Well I replaced head gasket about 3 weeks (or 300 miles) ago....

Followed all directives, as received in previous thread on subject, and (after consistent checking) head bolts were holding 70 lbs no problem prior to last weekend. Last weekend the engine did 200 miles (including hills) with no problems.

Yesterday, on the way to the Harmon Valley Rodeo (40 miles), I noticed heating up and stopped and checked water.. No overheating involved as I was being diligent in watching temp. A gallon or so was needed and the oil needle (on float in pan) was rising.

I hobbled home.......

I have takeen the head off again and can see evidence of water getting into my 3rd cylinder. Gasket is not damaged but I feel I can see where water was passing.

I have checked the head with a straight edge and a feeler gauge and it shows no worpage.

My questions :
The original head gasket I took out of this engine seemed to be steel with inside padding.
The replacement gaskets I have been getting are coppper with inside padding.

Is there a distinct difference between these two types of head gaskets?

(I want to try putting back original steel, it was not damaged in engine teardown.)

Next, is 70 lbs my desired torque ?

Well, as you see, I am searching ????

All help appreciated


Where Are You From? Peace River Alberta

Do You own a car built by Durant? 1926 Touring W5

Re: Ugh ...making oil again .. head gasket

Howdy Guy!
My take on gaskets and torques is that it is OK to reuse a gasket if it is still flat and undamaged and mating surfaces are perfectly clean and true.
Re-torquing should not be required if all threads are in perfect shape. If you have an instance of a stud "losing torque" it just means something is striping.
Now, if water is entering the combustion chamber then air is also entering the "water chamber" and you will definitely see bubbles in the radiator filler neck.
If not, water must be entering the oil somewhere else.
Clean the mating surfaces again, use a new gasket, assemble, and torque to the high end and run. I have heard of spraying a head gasket with silver paint but I'm not sure what benefit that would accomplish. Later. if you notice any "lost torque", remove all cylinder head studs, heli coil all the stud holes and replace studs and nuts.

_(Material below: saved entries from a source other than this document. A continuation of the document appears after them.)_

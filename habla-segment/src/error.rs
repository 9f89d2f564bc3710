use thiserror::Error;

/// Errors raised while loading segmentation rules
#[derive(Debug, Error)]
pub enum SegmentError {
    /// Configuration loading or parsing error
    #[error("Configuration error: {0}")]
    ConfigurationError(String),

    /// Unsupported language requested
    #[error("Unsupported language: {0}")]
    UnsupportedLanguage(String),
}

/// Result type for segmentation operations
pub type Result<T> = std::result::Result<T, SegmentError>;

Where Are You From? Texarkana, Tex

Re: Ugh ...making oil again .. head gasket

Hi Guy.....

Since you have replaced the head gasket a couple times, is it possible there is a crack in the block??

Don's suggestion to look for bubbles in the radiator is a good indication of a bad head gasket.

I'm wondering if you have a crack that opens up when hot and puts water in the oil.

Maybe it's time to tear this thing down and take it to a machine shop to check for cracks?

Just my .02 cents worth........

Frank ---

Where Are You From? Hookstown, Pennsylvania

Do You own a car built by Durant? 17 Durant & Star cars & a Durant Dort buggy (one horse power)

Ha ... I have learned about block stitching !!!

Well found a hole in the block allowing water into the oil.... never was a head gasket problem.

On inside of block just between the 3rd and 4th cylinder was a circular hole in the block (seems that flakes of rust have been on and off the hole and thus giving me my intermittent water loss etc).

The hole could be seen from the top, through a water jacket, of the unheaded block and from bottom where valves meet the block.

AN old timer machinist came by and examined the situation... said it was fixable....

long drill to drill out hole from the top...
tap to thread from the bottom....
then A CAST IRON TAPERED PLUG..to screw in snuggly.

Ha the block is fixed....

Thanks Don and Frank, you boys are always good at "kick starting" me

Did about 100 miles, today, on plugged block today things ran well with no water loss.. steady eddy at 35 mph...feels like the steady throb and low rev of a marine engine....



Where Are You From? Peace River AB

Do You own a car built by Durant? 1926 W5

Re: Ha ... I have learned about block stitching !!!

It's always a good feeling when you solve a problem like this. We'll probably be seeing more of this sort of failure as our engines are passing the 90 year mark.
Matter of fact, Methinks this calls for you to write this up as a story in the Durant Partner along with the other problems you have encountered and what you did to fix them.

Where Are You From? Texarkana, Tex

Re: Ha ... I have learned about block stitching !!!

Hi Guy.....

Glad you found the problem.

"Stitching" a block is becoming a lost art. It's surprising what can be fixed with this method.

I agree with Don. Your quest in discovering and fixing the problems would make a great story for the Partner.

This is just the kind of article our members are looking for.

Only a small percentage of the DMAC members are on the forum. So most have never seen the posts here.

Put together a story and send it to Carol. She is a great editor and will put the finishing touches on the story.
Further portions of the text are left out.